(Dataset entries)
━━━━━━━━━━━━━━━━━━━━

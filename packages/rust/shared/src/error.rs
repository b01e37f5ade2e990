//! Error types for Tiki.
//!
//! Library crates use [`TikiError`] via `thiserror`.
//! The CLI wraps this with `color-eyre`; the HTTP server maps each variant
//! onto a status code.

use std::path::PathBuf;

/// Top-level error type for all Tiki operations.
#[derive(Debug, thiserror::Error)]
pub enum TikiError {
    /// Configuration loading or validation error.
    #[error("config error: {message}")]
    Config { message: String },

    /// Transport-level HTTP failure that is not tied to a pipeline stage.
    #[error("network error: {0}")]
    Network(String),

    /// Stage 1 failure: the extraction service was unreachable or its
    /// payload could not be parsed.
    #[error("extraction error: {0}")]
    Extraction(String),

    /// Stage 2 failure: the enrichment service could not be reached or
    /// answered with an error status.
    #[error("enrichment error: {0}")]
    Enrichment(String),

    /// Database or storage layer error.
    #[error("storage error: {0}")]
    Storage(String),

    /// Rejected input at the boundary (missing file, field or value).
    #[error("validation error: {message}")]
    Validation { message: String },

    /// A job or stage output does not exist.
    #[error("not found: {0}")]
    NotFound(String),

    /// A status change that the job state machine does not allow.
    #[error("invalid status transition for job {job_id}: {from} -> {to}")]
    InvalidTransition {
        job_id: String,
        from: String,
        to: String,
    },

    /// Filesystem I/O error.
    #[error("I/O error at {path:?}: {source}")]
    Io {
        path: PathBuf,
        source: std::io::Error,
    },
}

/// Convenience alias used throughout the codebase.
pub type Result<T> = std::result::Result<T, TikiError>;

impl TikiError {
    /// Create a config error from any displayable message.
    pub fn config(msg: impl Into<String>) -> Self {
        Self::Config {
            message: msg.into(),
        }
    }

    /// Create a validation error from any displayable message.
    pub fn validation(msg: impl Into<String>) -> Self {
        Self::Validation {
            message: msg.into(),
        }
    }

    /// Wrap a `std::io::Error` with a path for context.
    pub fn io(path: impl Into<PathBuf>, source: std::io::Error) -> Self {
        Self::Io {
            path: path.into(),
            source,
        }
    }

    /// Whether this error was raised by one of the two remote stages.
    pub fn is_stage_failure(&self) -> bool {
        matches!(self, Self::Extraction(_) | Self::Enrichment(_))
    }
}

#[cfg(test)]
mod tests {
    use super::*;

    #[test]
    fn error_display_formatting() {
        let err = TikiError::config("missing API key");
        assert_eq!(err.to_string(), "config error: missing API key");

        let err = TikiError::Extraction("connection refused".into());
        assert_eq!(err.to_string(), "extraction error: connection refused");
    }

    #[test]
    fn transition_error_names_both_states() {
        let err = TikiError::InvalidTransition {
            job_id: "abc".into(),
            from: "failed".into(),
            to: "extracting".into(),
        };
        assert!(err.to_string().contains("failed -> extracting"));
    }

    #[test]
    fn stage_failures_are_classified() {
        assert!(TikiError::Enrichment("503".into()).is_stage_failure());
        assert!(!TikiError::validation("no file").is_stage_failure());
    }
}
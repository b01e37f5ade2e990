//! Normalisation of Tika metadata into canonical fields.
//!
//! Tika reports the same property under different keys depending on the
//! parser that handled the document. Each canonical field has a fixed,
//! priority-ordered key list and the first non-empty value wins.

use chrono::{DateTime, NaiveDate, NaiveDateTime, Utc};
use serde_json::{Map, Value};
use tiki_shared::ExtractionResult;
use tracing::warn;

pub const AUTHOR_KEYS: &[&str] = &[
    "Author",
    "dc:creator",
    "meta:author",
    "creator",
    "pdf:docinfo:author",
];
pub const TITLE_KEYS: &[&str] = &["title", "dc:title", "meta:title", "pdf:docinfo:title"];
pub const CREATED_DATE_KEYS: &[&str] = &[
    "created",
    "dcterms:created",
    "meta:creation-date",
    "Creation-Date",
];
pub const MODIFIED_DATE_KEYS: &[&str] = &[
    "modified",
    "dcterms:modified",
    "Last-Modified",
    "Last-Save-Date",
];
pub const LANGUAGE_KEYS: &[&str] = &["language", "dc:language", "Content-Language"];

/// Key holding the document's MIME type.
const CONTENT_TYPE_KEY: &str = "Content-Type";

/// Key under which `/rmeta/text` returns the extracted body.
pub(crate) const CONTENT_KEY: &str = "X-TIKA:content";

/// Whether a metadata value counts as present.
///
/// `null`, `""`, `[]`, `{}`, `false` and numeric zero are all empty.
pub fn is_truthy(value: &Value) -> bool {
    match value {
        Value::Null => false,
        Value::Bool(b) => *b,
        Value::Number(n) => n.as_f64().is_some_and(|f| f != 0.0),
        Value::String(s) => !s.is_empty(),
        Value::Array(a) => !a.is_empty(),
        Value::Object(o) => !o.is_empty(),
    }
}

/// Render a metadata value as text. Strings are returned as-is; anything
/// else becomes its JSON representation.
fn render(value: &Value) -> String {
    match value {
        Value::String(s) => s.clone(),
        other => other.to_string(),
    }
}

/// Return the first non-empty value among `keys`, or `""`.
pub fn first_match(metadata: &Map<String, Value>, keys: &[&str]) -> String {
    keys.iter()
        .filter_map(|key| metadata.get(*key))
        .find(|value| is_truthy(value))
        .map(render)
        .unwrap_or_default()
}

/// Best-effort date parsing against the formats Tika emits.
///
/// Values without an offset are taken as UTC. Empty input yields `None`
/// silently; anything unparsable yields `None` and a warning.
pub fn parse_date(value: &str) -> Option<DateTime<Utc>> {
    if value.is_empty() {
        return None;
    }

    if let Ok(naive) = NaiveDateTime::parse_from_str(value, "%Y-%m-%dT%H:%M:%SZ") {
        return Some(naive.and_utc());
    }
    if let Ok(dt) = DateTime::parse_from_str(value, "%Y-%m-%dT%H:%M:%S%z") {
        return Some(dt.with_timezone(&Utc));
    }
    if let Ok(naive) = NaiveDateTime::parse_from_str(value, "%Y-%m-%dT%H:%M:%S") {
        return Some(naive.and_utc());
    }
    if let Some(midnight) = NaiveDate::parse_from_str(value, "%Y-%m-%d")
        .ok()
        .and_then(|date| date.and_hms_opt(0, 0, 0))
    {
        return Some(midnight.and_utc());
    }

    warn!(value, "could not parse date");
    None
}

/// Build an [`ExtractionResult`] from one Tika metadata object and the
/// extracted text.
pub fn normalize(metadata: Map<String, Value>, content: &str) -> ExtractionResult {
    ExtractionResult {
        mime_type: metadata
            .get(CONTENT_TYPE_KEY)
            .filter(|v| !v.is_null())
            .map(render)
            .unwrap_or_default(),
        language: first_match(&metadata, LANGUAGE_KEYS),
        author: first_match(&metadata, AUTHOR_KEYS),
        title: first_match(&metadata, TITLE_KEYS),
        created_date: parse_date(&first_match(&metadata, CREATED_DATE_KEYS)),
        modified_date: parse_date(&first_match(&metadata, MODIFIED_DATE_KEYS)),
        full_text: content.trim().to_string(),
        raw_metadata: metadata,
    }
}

━━━━━━━━━━━━━━━━━━━━

*TASK DESCRIPTION*
Check the lines above and copy each one that includes "NaiveDateTime".

*WRITTEN ANSWER*
use chrono::{DateTime, NaiveDate, NaiveDateTime, Utc};
    if let Ok(naive) = NaiveDateTime::parse_from_str(value, "%Y-%m-%dT%H:%M:%SZ") {
    if let Ok(naive) = NaiveDateTime::parse_from_str(value, "%Y-%m-%dT%H:%M:%S") {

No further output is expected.